The first line of the entries below, the line containing "pub const CYCLE_DAYS_RANGE: RangeInclusive<u32>", and every line between them should be repeated exactly, and nothing else.
==== INPUT MATERIAL
use std::ops::RangeInclusive;

use chrono::{Months, NaiveDate};
use tracing::{debug, info, warn};
use uuid::Uuid;

use crate::calendar::{self, CalendarMarking};
use crate::clock::Clock;
use crate::dates;
use crate::medication;
use crate::models::*;
use crate::prediction::{self, PeriodOutlook};
use crate::records::{MedicationStore, PeriodLogStore, ReminderSettingsStore, SettingsStore};
use crate::reminders;
use crate::storage::{KeyValueStore, StorageError};

pub const CYCLE_DAYS_RANGE: RangeInclusive<u32> = 21..=35;
pub const MENSTRUAL_DAYS_RANGE: RangeInclusive<u32> = 1..=10;

#[derive(Debug, thiserror::Error)]
pub enum TrackerError {
    #[error(transparent)]
    Storage(#[from] StorageError),
    #[error("cycle length must be between 21 and 35 days, got {0}")]
    InvalidCycleLength(u32),
    #[error("period length must be between 1 and 10 days, got {0}")]
    InvalidPeriodLength(u32),
    #[error("invalid month {year}-{month:02}")]
    InvalidMonth { year: i32, month: u32 },
}

/// Tracker operations over a store and a clock.
///
/// Holds no derived state: every query reads the store and recomputes.
pub struct Tracker<S, C> {
    store: S,
    clock: C,
}

impl<S: KeyValueStore, C: Clock> Tracker<S, C> {
    pub fn new(store: S, clock: C) -> Self {
        Self { store, clock }
    }

    pub fn store(&self) -> &S {
        &self.store
    }

    pub fn into_store(self) -> S {
        self.store
    }

    pub fn today(&self) -> NaiveDate {
        self.clock.today()
    }

    pub fn settings(&self) -> Result<Option<CycleSettings>, TrackerError> {
        Ok(self.store.cycle_settings()?)
    }

    /// Validate and persist the cycle settings. The notification flag is kept.
    pub fn update_settings(
        &mut self,
        last_period: NaiveDate,
        cycle_days: u32,
        menstrual_days: u32,
    ) -> Result<CycleSettings, TrackerError> {
        if !CYCLE_DAYS_RANGE.contains(&cycle_days) {
            return Err(TrackerError::InvalidCycleLength(cycle_days));
        }
        if !MENSTRUAL_DAYS_RANGE.contains(&menstrual_days) {
            return Err(TrackerError::InvalidPeriodLength(menstrual_days));
        }
        let previous = self.store.cycle_settings()?.unwrap_or_default();
        let settings = CycleSettings {
            notifications_enabled: previous.notifications_enabled,
            ..CycleSettings::new(last_period, cycle_days, menstrual_days)
        };
        self.store.set_cycle_settings(&settings)?;
        info!(%last_period, cycle_days, menstrual_days, "cycle settings updated");
        Ok(settings)
    }

    /// Configuration anchored on the newest logged period, if any is stored.
    pub fn configuration(&self) -> Result<Option<CycleConfiguration>, TrackerError> {
        let Some(settings) = self.store.cycle_settings()? else {
            return Ok(None);
        };
        match CycleConfiguration::try_from(&settings) {
            Ok(config) => Ok(Some(config.anchored_to(&self.store.period_log()?))),
            Err(err) => {
                warn!(%err, "stored cycle settings are unusable");
                Ok(None)
            }
        }
    }

    pub fn status(&self) -> Result<CycleStatus, TrackerError> {
        let today = self.today();
        Ok(match self.configuration()? {
            Some(config) => CycleStatus::compute(&config, today),
            None => prediction::compute_cycle_status_or_default(None, today),
        })
    }

    pub fn calendar(
        &self,
        range_start: NaiveDate,
        range_end: NaiveDate,
    ) -> Result<CalendarMarking, TrackerError> {
        let log = self.store.period_log()?;
        Ok(match self.configuration()? {
            Some(config) => {
                calendar::compute_calendar_marking(&config, &log, range_start, range_end)
            }
            None => calendar::logged_marking(&log, range_start, range_end),
        })
    }

    pub fn month_calendar(&self, year: i32, month: u32) -> Result<CalendarMarking, TrackerError> {
        let (first, last) =
            dates::month_bounds(year, month).ok_or(TrackerError::InvalidMonth { year, month })?;
        self.calendar(first, last)
    }

    /// From the earliest logged period (or the anchor) to `horizon_months`
    /// past the anchor.
    pub fn default_range(
        &self,
        horizon_months: u32,
    ) -> Result<(NaiveDate, NaiveDate), TrackerError> {
        let log = self.store.period_log()?;
        let anchor = match self.configuration()? {
            Some(config) => config.last_period_start,
            None => log.last().copied().unwrap_or_else(|| self.today()),
        };
        let start = log.first().copied().map_or(anchor, |first| first.min(anchor));
        let end = anchor
            .checked_add_months(Months::new(horizon_months))
            .unwrap_or(NaiveDate::MAX);
        debug!(%start, %end, "default calendar range");
        Ok((start, end))
    }

    pub fn period_log(&self) -> Result<Vec<NaiveDate>, TrackerError> {
        Ok(self.store.period_log()?)
    }

    pub fn log_period(&mut self, date: NaiveDate) -> Result<bool, TrackerError> {
        let added = self.store.add_period_date(date)?;
        if added {
            info!(%date, "logged period start");
        }
        Ok(added)
    }

    pub fn remove_period(&mut self, date: NaiveDate) -> Result<bool, TrackerError> {
        let removed = self.store.remove_period_date(date)?;
        if removed {
            info!(%date, "removed period start");
        }
        Ok(removed)
    }

    pub fn stats(&self) -> Result<CycleStats, TrackerError> {
        Ok(prediction::cycle_stats(&self.store.period_log()?))
    }

    pub fn outlook(&self) -> Result<Option<PeriodOutlook>, TrackerError> {
        let log = self.store.period_log()?;
        Ok(self
            .configuration()?
            .map(|config| prediction::period_outlook(&config, &log, self.today())))
    }

    /// Fertility window of the cycle containing today.
    pub fn fertility(&self) -> Result<Option<FertilityWindow>, TrackerError> {
        let today = self.today();
        Ok(self.configuration()?.map(|config| {
            let start = prediction::current_cycle_start(&config, today);
            prediction::fertility_window(&config, start)
        }))
    }

    pub fn reminder_settings(&self) -> Result<ReminderSettings, TrackerError> {
        Ok(self.store.reminder_settings()?)
    }

    pub fn set_reminder_settings(
        &mut self,
        settings: &ReminderSettings,
    ) -> Result<(), TrackerError> {
        Ok(self.store.set_reminder_settings(settings)?)
    }

    pub fn reminders(&self, lead_days: u32) -> Result<Vec<Reminder>, TrackerError> {
        let Some(config) = self.configuration()? else {
            return Ok(Vec::new());
        };
        let settings = self.store.reminder_settings()?;
        Ok(reminders::plan_reminders(
            &config,
            &settings,
            self.clock.now(),
            lead_days,
        ))
    }

    pub fn medications(&self) -> Result<Vec<Medication>, TrackerError> {
        Ok(self.store.medications()?)
    }

    pub fn add_medication(
        &mut self,
        name: &str,
        dosage: &str,
        frequency: Frequency,
    ) -> Result<Uuid, TrackerError> {
        let medication = Medication::new(name, dosage, frequency, self.today());
        let id = medication.id;
        self.store.add_medication(medication)?;
        info!(%id, name, "added medication");
        Ok(id)
    }

    /// Record a dose taken today. Returns `false` for an unknown id.
    pub fn take_medication(&mut self, id: Uuid) -> Result<bool, TrackerError> {
        let today = self.today();
        Ok(self.store.record_dose(id, today)?)
    }

    pub fn adherence(&self) -> Result<u8, TrackerError> {
        Ok(medication::adherence(&self.store.medications()?, self.today()))
    }
}

#[cfg(test)]
mod tests {
    use super::*;
    use crate::clock::FixedClock;
    use crate::storage::MemoryStore;

    fn ymd(y: i32, m: u32, d: u32) -> NaiveDate {
        NaiveDate::from_ymd_opt(y, m, d).unwrap()
    }

    fn tracker_on(date: NaiveDate) -> Tracker<MemoryStore, FixedClock> {
        Tracker::new(MemoryStore::new(), FixedClock::on(date))
    }

    #[test]
    fn unconfigured_tracker_uses_default_status() {
        let tracker = tracker_on(ymd(2024, 3, 3));
        let status = tracker.status().unwrap();
        assert_eq!(status.current_day_in_cycle, 1);
        assert_eq!(status.phase, Phase::Menstruation);
        assert_eq!(status.cycle_length_days, 28);
        assert_eq!(tracker.outlook().unwrap(), None);
        assert!(tracker.reminders(2).unwrap().is_empty());
    }

    #[test]
    fn update_settings_validates_ranges() {
        let mut tracker = tracker_on(ymd(2024, 1, 1));
        assert!(matches!(
            tracker.update_settings(ymd(2024, 1, 1), 20, 5),
            Err(TrackerError::InvalidCycleLength(20))
        ));
        assert!(matches!(
            tracker.update_settings(ymd(2024, 1, 1), 28, 11),
            Err(TrackerError::InvalidPeriodLength(11))
        ));
        assert_eq!(tracker.settings().unwrap(), None);
        tracker.update_settings(ymd(2024, 1, 1), 35, 10).unwrap();
        assert!(tracker.settings().unwrap().is_some());
    }

    #[test]
    fn update_settings_keeps_notification_flag() {
        let mut store = MemoryStore::new();
        let mut old = CycleSettings::new(ymd(2023, 12, 1), 28, 5);
        old.notifications_enabled = true;
        store.set_cycle_settings(&old).unwrap();
        let mut tracker = Tracker::new(store, FixedClock::on(ymd(2024, 1, 1)));

        let saved = tracker.update_settings(ymd(2024, 1, 1), 30, 4).unwrap();
        assert!(saved.notifications_enabled);
        assert_eq!(saved.cycle_days, 30);
    }

    #[test]
    fn newer_log_reanchors_status() {
        let mut tracker = tracker_on(ymd(2024, 2, 5));
        tracker.update_settings(ymd(2024, 1, 1), 28, 5).unwrap();
        tracker.log_period(ymd(2024, 2, 2)).unwrap();
        let status = tracker.status().unwrap();
        assert_eq!(status.current_cycle_start, ymd(2024, 2, 2));
        assert_eq!(status.current_day_in_cycle, 4);
        assert_eq!(status.next_period_date, ymd(2024, 3, 1));
    }

    #[test]
    fn month_calendar_rejects_bad_month() {
        let tracker = tracker_on(ymd(2024, 1, 1));
        assert!(matches!(
            tracker.month_calendar(2024, 13),
            Err(TrackerError::InvalidMonth { year: 2024, month: 13 })
        ));
    }

    #[test]
    fn calendar_without_settings_shows_logged_only() {
        let mut tracker = tracker_on(ymd(2024, 1, 20));
        tracker.log_period(ymd(2024, 1, 3)).unwrap();
        let marking = tracker.month_calendar(2024, 1).unwrap();
        assert_eq!(marking.len(), 1);
        assert_eq!(
            marking.get(&ymd(2024, 1, 3)),
            Some(MarkingCategory::LoggedPeriod)
        );
    }

    #[test]
    fn default_range_spans_history_and_horizon() {
        let mut tracker = tracker_on(ymd(2024, 2, 10));
        tracker.update_settings(ymd(2024, 1, 1), 28, 5).unwrap();
        tracker.log_period(ymd(2023, 11, 6)).unwrap();
        let (start, end) = tracker.default_range(6).unwrap();
        assert_eq!(start, ymd(2023, 11, 6));
        assert_eq!(end, ymd(2024, 7, 1));
    }

    #[test]
    fn medication_flow() {
        let mut tracker = tracker_on(ymd(2024, 1, 10));
        let id = tracker.add_medication("Iron", "20mg", Frequency::Daily).unwrap();
        assert_eq!(tracker.adherence().unwrap(), 0);
        assert!(tracker.take_medication(id).unwrap());
        assert_eq!(tracker.adherence().unwrap(), 100);
        assert!(!tracker.take_medication(Uuid::new_v4()).unwrap());
        let meds = tracker.medications().unwrap();
        assert_eq!(meds[0].taken_on, vec![ymd(2024, 1, 10)]);
    }
}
========
-- TASK RESPONSE --
use std::ops::RangeInclusive;

use chrono::{Months, NaiveDate};
use tracing::{debug, info, warn};
use uuid::Uuid;

use crate::calendar::{self, CalendarMarking};
use crate::clock::Clock;
use crate::dates;
use crate::medication;
use crate::models::*;
use crate::prediction::{self, PeriodOutlook};
use crate::records::{MedicationStore, PeriodLogStore, ReminderSettingsStore, SettingsStore};
use crate::reminders;
use crate::storage::{KeyValueStore, StorageError};

pub const CYCLE_DAYS_RANGE: RangeInclusive<u32> = 21..=35;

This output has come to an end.